The changes in mitochondrial membrane potential, Δψ_m, were detected by flow cytometry using the fluorescent cationic dye, JC-1. In control cells, an intact Δψ_m allows JC-1, bearing a delocalized positive charge, to accumulate and aggregate in the mitochondrial matrix, where it fluoresces red. In apoptotic cells, the collapse of Δψ_m causes JC-1 to remain in the cytoplasm in a green fluorescent monomeric form. Therefore, mitochondrial depolarization can be detected by a decrease in the red-to-green fluorescence intensity ratio, that is, fluorescence emission shift from red (590 nm) to green (525 nm). Apoptotic cells, as characterized by decreased Δψ_m, exhibited low red-to-fluorescence ratio. nPC12 and dPC12 cells were treated with 100 μM TBH for 30 min and 1 h. Cells were collected and incubated with 5 μg/ml of JC-1 at 37°C in a 5% CO₂ incubator for 15 min. After washing, cells were analyzed on a FACS Calibur flow cytometer (Becton Dickinson, San Jose, CA, USA).
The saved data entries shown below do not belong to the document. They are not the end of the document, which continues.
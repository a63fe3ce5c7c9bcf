use std::fmt::{Debug, Formatter, Result as FmtResult};
use std::marker::PhantomData;
use std::ops::{Bound, RangeBounds};

use crate::{Argument, Constraint};

/// Create a [`Range`] constraint that accepts values contained in `range`.
pub fn range<R, T>(range: R) -> Range<R, T>
where
    R: RangeBounds<T>,
{
    Range::new(range)
}

/// Constraint that accepts values of type `T` that are contained in the range `R`.
#[must_use]
pub struct Range<R, T> {
    range: R,
    _marker: PhantomData<fn() -> T>,
}

impl<R, T> Range<R, T> {
    pub fn new(range: R) -> Self {
        Self {
            range,
            _marker: PhantomData,
        }
    }
}

impl<R, T> Constraint for Range<R, T>
where
    R: RangeBounds<T> + PartialEq + Debug + 'static,
    T: PartialOrd + Debug + 'static,
{
    fn eval(&self, value: &dyn Argument) -> bool {
        value
            .downcast_ref::<T>()
            .is_some_and(|value| self.range.contains(value))
    }

    fn describe(&self, f: &mut Formatter<'_>) -> FmtResult {
        write!(f, "in range ")?;

        match self.range.start_bound() {
            Bound::Unbounded => write!(f, "[_, "),
            Bound::Included(x) => write!(f, "[{x:?}, "),
            Bound::Excluded(x) => write!(f, "({x:?}, "),
        }?;

        match self.range.end_bound() {
            Bound::Unbounded => write!(f, "_]"),
            Bound::Included(x) => write!(f, "{x:?}]"),
            Bound::Excluded(x) => write!(f, "{x:?})"),
        }?;

        Ok(())
    }

    impl_value_eq!();
}

impl<R, T> Debug for Range<R, T>
where
    R: Debug,
{
    fn fmt(&self, f: &mut Formatter<'_>) -> FmtResult {
        f.debug_tuple("Range").field(&self.range).finish()
    }
}

impl<R, T> PartialEq for Range<R, T>
where
    R: PartialEq,
{
    fn eq(&self, other: &Self) -> bool {
        self.range == other.range
    }
}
Quantification of apoptosis and necrosis was assessed using YOPRO-1/PI double staining to study multiple cell death-associated parameters simultaneously according to the manufacturer's protocol (Vybrant Apoptosis Assay Kit #4, Molecular Probes, Eugene, OR, USA). TBH-treated cells were harvested and washed, and resuspended in cold PBS with suggested dilutions of YOPRO-1 and PI dyes. Cells were incubated for 30 min on ice and then analyzed by flow cytometry (FACS Calibur; Becton Dickinson, San Jose, CA, USA) using 488 nm excitation and measuring fluorescence emission at 530 nm (FL1) and 575 nm (FL3). As a positive control for apoptosis, PC12 cells were treated with 0.5 μM staurosporine, which induces cell death exclusively by apoptosis.²⁶ Viable cells exclude both dyes and are YO-PRO-1⁻/PI⁻. Cells in early apoptosis showed increased permeability to YO-PRO-1 and remained impermeable to PI (YO-PRO-1⁺/PI⁻), while cells in late phase apoptosis or those undergoing secondary necrosis are permeable to both YO-PRO-1 and PI (YO-PRO-1⁺/PI⁺).
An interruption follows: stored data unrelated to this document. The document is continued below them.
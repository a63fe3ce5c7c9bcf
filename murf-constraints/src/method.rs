//! The [`method`](self) module implements the [`Method`] descriptor that
//! identifies the mocked method an expectation belongs to.

use std::any::type_name;
use std::fmt::{Display, Formatter, Result as FmtResult};

/// Immutable descriptor of a mocked method.
///
/// The descriptor is created once when the expectation is registered. It is
/// used to validate the number of constraints and to compare expectations.
#[must_use]
#[derive(Debug, Clone, PartialEq, Eq, Hash)]
pub struct Method {
    declaring_type: String,
    trait_: Option<String>,
    name: String,
    parameters: Vec<Parameter>,
}

/// A single parameter of a [`Method`].
#[derive(Debug, Clone, PartialEq, Eq, Hash)]
pub struct Parameter {
    /// Name of the parameter.
    pub name: String,

    /// Name of the type of the parameter.
    pub type_name: String,
}

impl Method {
    /// Create a new method descriptor without any parameters.
    pub fn new<T, N>(declaring_type: T, name: N) -> Self
    where
        T: Into<String>,
        N: Into<String>,
    {
        Self {
            declaring_type: declaring_type.into(),
            trait_: None,
            name: name.into(),
            parameters: Vec::new(),
        }
    }

    /// Set the trait the method is defined by.
    pub fn with_trait<T: Into<String>>(mut self, trait_: T) -> Self {
        self.trait_ = Some(trait_.into());

        self
    }

    /// Append a parameter with the passed `name` and `type_name`.
    pub fn with_param<N, T>(mut self, name: N, type_name: T) -> Self
    where
        N: Into<String>,
        T: Into<String>,
    {
        self.parameters.push(Parameter {
            name: name.into(),
            type_name: type_name.into(),
        });

        self
    }

    /// Append a parameter with the passed `name` of type `T`.
    pub fn with_param_of<T: ?Sized>(self, name: &str) -> Self {
        self.with_param(name, type_name::<T>())
    }

    /// Name of the type that declares the method.
    #[must_use]
    pub fn declaring_type(&self) -> &str {
        &self.declaring_type
    }

    /// Name of the trait that defines the method, if any.
    #[must_use]
    pub fn trait_(&self) -> Option<&str> {
        self.trait_.as_deref()
    }

    /// Name of the method.
    #[must_use]
    pub fn name(&self) -> &str {
        &self.name
    }

    /// Parameters of the method.
    #[must_use]
    pub fn parameters(&self) -> &[Parameter] {
        &self.parameters
    }

    /// Number of parameters of the method.
    #[must_use]
    pub fn parameter_count(&self) -> usize {
        self.parameters.len()
    }
}

impl Display for Method {
    fn fmt(&self, f: &mut Formatter<'_>) -> FmtResult {
        match &self.trait_ {
            Some(trait_) => write!(f, "<{} as {}>::{}", self.declaring_type, trait_, self.name),
            None => write!(f, "{}::{}", self.declaring_type, self.name),
        }
    }
}
//! The [`constraint`](self) module defines the [`Constraint`] trait and a set of
//! pre-defined constraints that may be used to check the arguments of an
//! expected call.

/// Implements [`Constraint::as_any`] and a structural [`Constraint::eq_constraint`]
/// for the current type based on its [`PartialEq`] implementation.
macro_rules! impl_value_eq {
    () => {
        fn as_any(&self) -> &dyn std::any::Any {
            self
        }

        fn eq_constraint(&self, other: &dyn $crate::Constraint) -> bool {
            other
                .as_any()
                .downcast_ref::<Self>()
                .is_some_and(|other| self == other)
        }
    };
}

mod any;
mod capture;
mod closure;
mod compare;
mod inspect;
mod null;
mod range;
mod string;
mod type_of;

use std::any::Any as StdAny;
use std::fmt::{Debug, Display, Formatter, Result as FmtResult};
use std::ptr;

use crate::Argument;

pub use any::{any, Any};
pub use capture::{capture, Capture};
pub use closure::{closure, Closure};
pub use compare::{eq, ge, gt, le, lt, ne, Eq, Ge, Gt, Le, Lt, Ne};
pub use inspect::{inspect, Inspect};
pub use null::{is_none, is_some, IsNone, IsSome};
pub use range::{range, Range};
pub use string::{
    contains as str_contains, ends_with as str_ends_with, is_empty, starts_with as str_starts_with,
    Contains as StrContains, EndsWith as StrEndsWith, IsEmpty, StartsWith as StrStartsWith,
};
pub use type_of::{type_of, TypeOf};

/// A constraint is used to check if a single argument of a call matches a
/// pre-defined expectation. Each constraint also knows how to describe itself
/// in a human readable way.
pub trait Constraint: Debug + 'static {
    /// Returns `true` if the passed `value` satisfies the constraint, `false`
    /// otherwise.
    fn eval(&self, value: &dyn Argument) -> bool;

    /// Write a human readable description of the constraint to the passed
    /// formatter.
    ///
    /// # Errors
    /// Returns an error if writing to the formatter failed.
    fn describe(&self, f: &mut Formatter<'_>) -> FmtResult;

    /// Get the constraint as [`Any`](std::any::Any) to downcast it to the
    /// concrete type.
    fn as_any(&self) -> &dyn StdAny;

    /// Returns `true` if `other` is equal to this constraint.
    ///
    /// The default implementation compares the type and the identity of both
    /// objects. Values of a zero sized type share their address, so two
    /// constraints of the same zero sized type are always equal.
    fn eq_constraint(&self, other: &dyn Constraint) -> bool {
        let this = self.as_any();
        let other = other.as_any();

        StdAny::type_id(this) == StdAny::type_id(other)
            && ptr::eq(
                this as *const dyn StdAny as *const (),
                other as *const dyn StdAny as *const (),
            )
    }

    /// Returns the description of the constraint as string.
    fn message(&self) -> String {
        Message(self).to_string()
    }
}

/// Owned constraint object as it is stored in an expectation.
pub type BoxedConstraint = Box<dyn Constraint>;

impl dyn Constraint {
    /// Returns a reference to the constraint if it is of type `T`.
    #[must_use]
    pub fn downcast_ref<T: Constraint>(&self) -> Option<&T> {
        self.as_any().downcast_ref::<T>()
    }
}

impl PartialEq for dyn Constraint {
    fn eq(&self, other: &Self) -> bool {
        self.eq_constraint(other)
    }
}

/// Helper to use the description of a constraint as [`Display`].
pub struct Message<'a, C: ?Sized>(pub &'a C);

impl<C> Display for Message<'_, C>
where
    C: Constraint + ?Sized,
{
    fn fmt(&self, f: &mut Formatter<'_>) -> FmtResult {
        self.0.describe(f)
    }
}

/// Unvalidated sequence of constraints that is passed to the constructor of a
/// [`ConstraintsExpectation`](crate::ConstraintsExpectation).
///
/// The sequence itself may be missing, and single positions may be unset.
/// Both are rejected when the expectation is built.
#[must_use]
#[derive(Debug)]
pub struct Constraints(Option<Vec<Option<BoxedConstraint>>>);

impl Constraints {
    /// Create a new empty sequence.
    pub fn new() -> Self {
        Self(Some(Vec::new()))
    }

    /// Create a missing sequence.
    pub fn missing() -> Self {
        Self(None)
    }

    /// Append the passed `constraint` to the sequence.
    pub fn with<C: Constraint>(self, constraint: C) -> Self {
        self.push(Some(Box::new(constraint)))
    }

    /// Append an unset position to the sequence.
    pub fn unset(self) -> Self {
        self.push(None)
    }

    /// Append the passed slot to the sequence.
    ///
    /// A missing sequence stays missing.
    pub fn push(self, slot: Option<BoxedConstraint>) -> Self {
        Self(self.0.map(|mut items| {
            items.push(slot);

            items
        }))
    }

    /// Returns `true` if the sequence is missing.
    #[must_use]
    pub fn is_missing(&self) -> bool {
        self.0.is_none()
    }

    /// Take the inner slots of the sequence.
    #[must_use]
    pub fn into_inner(self) -> Option<Vec<Option<BoxedConstraint>>> {
        self.0
    }
}

impl Default for Constraints {
    fn default() -> Self {
        Self::new()
    }
}

impl From<Vec<BoxedConstraint>> for Constraints {
    fn from(value: Vec<BoxedConstraint>) -> Self {
        Self(Some(value.into_iter().map(Some).collect()))
    }
}

impl From<Vec<Option<BoxedConstraint>>> for Constraints {
    fn from(value: Vec<Option<BoxedConstraint>>) -> Self {
        Self(Some(value))
    }
}

impl From<Option<Vec<Option<BoxedConstraint>>>> for Constraints {
    fn from(value: Option<Vec<Option<BoxedConstraint>>>) -> Self {
        Self(value)
    }
}

impl FromIterator<BoxedConstraint> for Constraints {
    fn from_iter<I: IntoIterator<Item = BoxedConstraint>>(iter: I) -> Self {
        Self(Some(iter.into_iter().map(Some).collect()))
    }
}

/// Create a fully populated [`Constraints`] sequence from the passed constraints.
///
/// ```
/// use murf_constraints::{constraints, constraint::{any, eq}};
///
/// let constraints = constraints![eq(1), any()];
/// assert!(!constraints.is_missing());
/// ```
#[macro_export]
macro_rules! constraints {
    () => {
        $crate::Constraints::new()
    };
    ($( $constraint:expr ),+ $(,)?) => {
        $crate::Constraints::new()
            $( .with($constraint) )+
    };
}
//! The [`expectation`](self) module defines the [`Expectation`] trait, the
//! state every expectation shares ([`ExpectationBase`]) and the concrete
//! expectation types.

mod any_args;
mod constraints;

use std::any::Any;
use std::fmt::Display;

use crate::{Argument, Method, Result, Times, TimesRange};

pub use any_args::AnyArgsExpectation;
pub use constraints::ConstraintsExpectation;

/// Defines a expectation for a function call on a mocked object.
pub trait Expectation: Display {
    /// Get the state shared by all expectations.
    fn base(&self) -> &ExpectationBase;

    /// Returns `Ok(true)` if the passed `args` are expected by this
    /// expectation, `Ok(false)` otherwise.
    ///
    /// # Errors
    /// Returns an error if the number of arguments does not fit the method
    /// the expectation was created for.
    fn is_expected(&self, args: &[&dyn Argument]) -> Result<bool>;

    /// Get the diagnostic message that describes this expectation.
    fn error_message(&self) -> String;

    /// Get the expectation as [`Any`] to downcast it to the concrete type.
    fn as_any(&self) -> &dyn Any;

    /// Returns `true` if `other` is an expectation of the same kind that is
    /// equal to this one.
    fn eq_expectation(&self, other: &dyn Expectation) -> bool;

    /// Get the method this expectation was created for.
    fn method(&self) -> &Method {
        &self.base().method
    }
}

/// State that is shared by all expectations: the expected method, the
/// call-count policy and an optional user defined description.
#[derive(Debug)]
pub struct ExpectationBase {
    method: Method,
    times: Times,
    description: Option<String>,
}

impl ExpectationBase {
    /// Create a new base for the passed `method` that expects exactly one call.
    #[must_use]
    pub fn new(method: Method) -> Self {
        Self {
            method,
            times: Times::new(1),
            description: None,
        }
    }

    /// Create a new base from an existing expectation.
    ///
    /// Method, expected call range and description are copied. The number of
    /// actual calls starts at zero.
    #[must_use]
    pub fn from_expectation(expectation: &dyn Expectation) -> Self {
        let base = expectation.base();

        Self {
            method: base.method.clone(),
            times: base.times.fresh(),
            description: base.description.clone(),
        }
    }

    /// Set the expected number of calls.
    #[must_use]
    pub fn times<R: Into<TimesRange>>(mut self, range: R) -> Self {
        self.times = Times::new(range);

        self
    }

    /// Set the description that is added to the diagnostic message.
    #[must_use]
    pub fn description<S: Into<String>>(mut self, value: S) -> Self {
        self.description = Some(value.into());

        self
    }

    /// Get the method of the expectation.
    #[must_use]
    pub fn method(&self) -> &Method {
        &self.method
    }

    /// Get the user defined description, if any.
    #[must_use]
    pub fn message(&self) -> Option<&str> {
        self.description.as_deref()
    }

    /// Get the expected range of calls.
    #[must_use]
    pub fn expected(&self) -> &TimesRange {
        &self.times.range
    }

    /// Get the number of calls that were recorded so far.
    #[must_use]
    pub fn actual_calls(&self) -> usize {
        self.times.count()
    }

    /// Record a call to the expectation.
    pub fn record_call(&self) {
        self.times.increment();
    }

    /// Returns `true` if the expectation was called at least as often as expected.
    #[must_use]
    pub fn is_ready(&self) -> bool {
        self.times.is_ready()
    }

    /// Returns `true` if the expectation may be called again.
    #[must_use]
    pub fn can_accept_calls(&self) -> bool {
        !self.times.is_done()
    }

    /// Create the full diagnostic message for the passed textual representation
    /// of the expected call.
    #[must_use]
    pub fn create_error_message(&self, call: &str) -> String {
        let msg = format!(
            "{call} Expected #{}, Actual #{}.",
            self.times.range,
            self.times.count()
        );

        match &self.description {
            Some(description) => format!("Message: {description}\n{msg}"),
            None => msg,
        }
    }
}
Preparation of cell lysates for Western analyses

Lysate preparation

PC12 cells (2 × 10⁶) were plated in T-25 culture dishes and treated with 100 or 300 μM TBH for specified times from 0 to 16 h. Thereafter, cells were ruptured with 600 μl of lysis buffer containing 300 mM NaCl, 50 mM Tris-HCl, 0.5% Triton X-100, 10 μg/ml leupeptin, 10 μg/ml aprotinin, 1 mM phenylmethylsulfonylfluoride and 1.8 mg/ml iodoacetamide for 30 min at 4°C. Cells were scraped and cell extracts stored at −20°C until later use in Western analyses.

Western analyses

Protein (20 μg) was resolved on 8% acrylamide gels (100 V, 120 min) for Apaf-1 or on 12% acrylamide gels (100 V, 180 min) for caspase-3 and -9, and blotted onto nitrocellulose membranes (Apaf-1) or PVDF membranes (caspase-3 and -9). The membranes were individually probed with anti-Apaf-1 (1 : 1000; 3 h), or with anti-CPP32 (1 : 250; 3 h) or anti-caspase-9 (1 : 250; 3 h) antibodies. The secondary antibody corresponded to the primary antibody (rabbit or mouse) and was conjugated to horseradish peroxidase. Detection of chemiluminescence was performed with an ECL Western blotting detection reagent according to the manufacturer's recommendations. After exposure to one antibody, each membrane was stripped (6.25 mM Tris, pH 6.7, 2% SDS and 100 mM mercaptoethanol) and probed again for β-actin to verify equal protein loading in each lane.

Protein assay

Protein was measured using Bio-Rad Protein Assay kit (Bio-Rad Laboratories, Hercules, CA, USA) according to the manufacturer's protocol.

Statistical analysis

Results are expressed as mean±S.E. Data were analyzed using a one-way ANOVA with Bonferroni corrections for multiple comparisons or using Student's t-test. P-values of <0.05 were considered as statistically significant.